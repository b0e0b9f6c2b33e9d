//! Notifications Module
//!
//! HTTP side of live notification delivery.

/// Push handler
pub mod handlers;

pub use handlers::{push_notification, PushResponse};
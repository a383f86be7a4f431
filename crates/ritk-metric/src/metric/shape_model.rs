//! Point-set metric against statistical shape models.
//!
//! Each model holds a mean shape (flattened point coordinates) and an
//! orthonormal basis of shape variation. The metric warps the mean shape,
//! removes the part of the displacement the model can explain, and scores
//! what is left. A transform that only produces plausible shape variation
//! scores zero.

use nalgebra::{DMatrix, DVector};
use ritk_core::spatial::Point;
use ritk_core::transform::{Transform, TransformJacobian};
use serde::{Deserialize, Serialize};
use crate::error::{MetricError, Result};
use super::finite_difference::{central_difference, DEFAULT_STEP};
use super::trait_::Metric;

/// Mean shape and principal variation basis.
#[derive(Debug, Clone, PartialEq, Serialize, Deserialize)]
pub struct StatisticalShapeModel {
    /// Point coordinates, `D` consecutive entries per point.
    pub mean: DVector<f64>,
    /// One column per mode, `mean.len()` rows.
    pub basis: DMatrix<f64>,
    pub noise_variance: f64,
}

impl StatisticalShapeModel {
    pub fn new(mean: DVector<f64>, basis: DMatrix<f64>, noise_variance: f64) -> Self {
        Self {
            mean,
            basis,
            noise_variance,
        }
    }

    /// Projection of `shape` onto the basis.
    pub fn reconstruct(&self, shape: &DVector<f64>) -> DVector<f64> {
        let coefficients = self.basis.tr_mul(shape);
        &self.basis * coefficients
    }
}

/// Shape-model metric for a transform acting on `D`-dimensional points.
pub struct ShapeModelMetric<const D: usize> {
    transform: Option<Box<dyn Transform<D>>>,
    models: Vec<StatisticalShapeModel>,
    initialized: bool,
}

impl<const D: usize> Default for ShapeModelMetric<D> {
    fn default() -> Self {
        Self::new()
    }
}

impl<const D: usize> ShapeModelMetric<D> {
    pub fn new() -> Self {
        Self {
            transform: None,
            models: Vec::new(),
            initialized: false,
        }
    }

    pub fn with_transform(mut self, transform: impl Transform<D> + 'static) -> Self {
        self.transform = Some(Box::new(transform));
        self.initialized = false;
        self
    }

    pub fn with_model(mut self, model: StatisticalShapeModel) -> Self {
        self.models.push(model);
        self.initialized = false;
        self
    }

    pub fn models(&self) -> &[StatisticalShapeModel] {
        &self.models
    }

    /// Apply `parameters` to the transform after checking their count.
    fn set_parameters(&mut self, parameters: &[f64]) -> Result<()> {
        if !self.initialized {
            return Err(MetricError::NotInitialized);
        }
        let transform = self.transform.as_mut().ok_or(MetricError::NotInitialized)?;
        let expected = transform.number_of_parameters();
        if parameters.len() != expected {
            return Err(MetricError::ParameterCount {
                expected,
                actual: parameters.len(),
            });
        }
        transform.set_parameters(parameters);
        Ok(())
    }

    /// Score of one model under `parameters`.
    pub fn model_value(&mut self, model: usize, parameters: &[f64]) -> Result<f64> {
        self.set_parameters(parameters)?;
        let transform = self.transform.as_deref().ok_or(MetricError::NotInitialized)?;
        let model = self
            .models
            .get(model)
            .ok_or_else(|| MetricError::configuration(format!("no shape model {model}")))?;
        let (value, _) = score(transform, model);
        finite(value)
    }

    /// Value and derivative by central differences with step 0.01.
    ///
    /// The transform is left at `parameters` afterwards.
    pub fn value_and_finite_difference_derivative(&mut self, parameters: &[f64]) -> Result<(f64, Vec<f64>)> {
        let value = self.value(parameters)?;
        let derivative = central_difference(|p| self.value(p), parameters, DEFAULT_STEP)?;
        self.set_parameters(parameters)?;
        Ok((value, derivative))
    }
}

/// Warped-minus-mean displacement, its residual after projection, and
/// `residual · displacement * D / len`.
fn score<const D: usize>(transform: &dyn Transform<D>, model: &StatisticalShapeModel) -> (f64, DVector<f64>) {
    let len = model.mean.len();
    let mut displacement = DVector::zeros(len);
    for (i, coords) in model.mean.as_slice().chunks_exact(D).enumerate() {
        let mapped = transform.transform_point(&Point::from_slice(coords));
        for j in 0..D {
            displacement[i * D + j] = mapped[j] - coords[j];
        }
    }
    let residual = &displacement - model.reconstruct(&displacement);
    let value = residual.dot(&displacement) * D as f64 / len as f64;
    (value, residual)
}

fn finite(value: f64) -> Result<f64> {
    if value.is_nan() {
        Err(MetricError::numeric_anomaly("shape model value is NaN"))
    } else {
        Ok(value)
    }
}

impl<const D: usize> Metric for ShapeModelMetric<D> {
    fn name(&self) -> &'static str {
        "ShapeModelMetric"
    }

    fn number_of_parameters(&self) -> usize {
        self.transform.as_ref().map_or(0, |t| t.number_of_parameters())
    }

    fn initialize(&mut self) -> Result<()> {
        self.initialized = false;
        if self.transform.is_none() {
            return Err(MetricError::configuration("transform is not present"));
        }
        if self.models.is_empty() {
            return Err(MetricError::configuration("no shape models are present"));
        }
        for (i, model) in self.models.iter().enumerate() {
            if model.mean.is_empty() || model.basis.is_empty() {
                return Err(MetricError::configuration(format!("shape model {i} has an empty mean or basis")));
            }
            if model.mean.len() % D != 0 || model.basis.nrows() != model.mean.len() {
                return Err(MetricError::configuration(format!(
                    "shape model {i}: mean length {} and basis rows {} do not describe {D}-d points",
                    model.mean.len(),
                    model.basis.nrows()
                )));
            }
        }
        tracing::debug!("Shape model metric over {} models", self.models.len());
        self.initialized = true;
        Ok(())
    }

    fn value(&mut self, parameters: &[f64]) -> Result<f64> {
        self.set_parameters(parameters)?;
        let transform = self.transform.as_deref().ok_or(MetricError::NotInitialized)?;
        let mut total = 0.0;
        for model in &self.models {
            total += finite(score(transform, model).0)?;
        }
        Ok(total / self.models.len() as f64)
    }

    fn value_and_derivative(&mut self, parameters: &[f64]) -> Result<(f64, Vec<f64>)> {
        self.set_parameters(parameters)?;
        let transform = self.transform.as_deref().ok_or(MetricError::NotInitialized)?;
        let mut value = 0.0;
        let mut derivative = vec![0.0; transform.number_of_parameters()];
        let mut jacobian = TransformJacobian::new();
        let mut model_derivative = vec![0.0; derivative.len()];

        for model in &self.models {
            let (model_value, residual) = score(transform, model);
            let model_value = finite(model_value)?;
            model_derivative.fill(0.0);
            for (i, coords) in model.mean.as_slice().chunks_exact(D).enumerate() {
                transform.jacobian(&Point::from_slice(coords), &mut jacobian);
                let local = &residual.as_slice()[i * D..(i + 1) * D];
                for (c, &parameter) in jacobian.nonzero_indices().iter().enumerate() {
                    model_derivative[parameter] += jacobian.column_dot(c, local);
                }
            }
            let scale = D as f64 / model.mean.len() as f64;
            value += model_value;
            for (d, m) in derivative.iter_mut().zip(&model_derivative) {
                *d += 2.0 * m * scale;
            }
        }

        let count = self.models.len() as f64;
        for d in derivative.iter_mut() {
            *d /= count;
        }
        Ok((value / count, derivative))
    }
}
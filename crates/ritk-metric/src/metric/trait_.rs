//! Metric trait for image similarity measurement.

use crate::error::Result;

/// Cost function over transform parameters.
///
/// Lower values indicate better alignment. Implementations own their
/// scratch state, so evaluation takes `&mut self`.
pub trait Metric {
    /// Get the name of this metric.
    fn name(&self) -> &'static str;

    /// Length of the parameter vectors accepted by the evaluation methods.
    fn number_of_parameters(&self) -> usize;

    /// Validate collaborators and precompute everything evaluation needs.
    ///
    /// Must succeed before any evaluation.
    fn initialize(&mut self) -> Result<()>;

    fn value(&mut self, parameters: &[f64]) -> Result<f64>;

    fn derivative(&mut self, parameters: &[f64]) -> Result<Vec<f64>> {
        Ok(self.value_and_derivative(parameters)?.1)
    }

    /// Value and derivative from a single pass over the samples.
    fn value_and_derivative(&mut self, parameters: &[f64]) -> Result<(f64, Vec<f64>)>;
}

----

* _Assignment_
From the records, copy every line that has the string "displacement" in it.

* _Expected output_
//! removes the part of the displacement the model can explain, and scores
/// Warped-minus-mean displacement, its residual after projection, and
/// `residual · displacement * D / len`.
    let mut displacement = DVector::zeros(len);
            displacement[i * D + j] = mapped[j] - coords[j];
    let residual = &displacement - model.reconstruct(&displacement);
    let value = residual.dot(&displacement) * D as f64 / len as f64;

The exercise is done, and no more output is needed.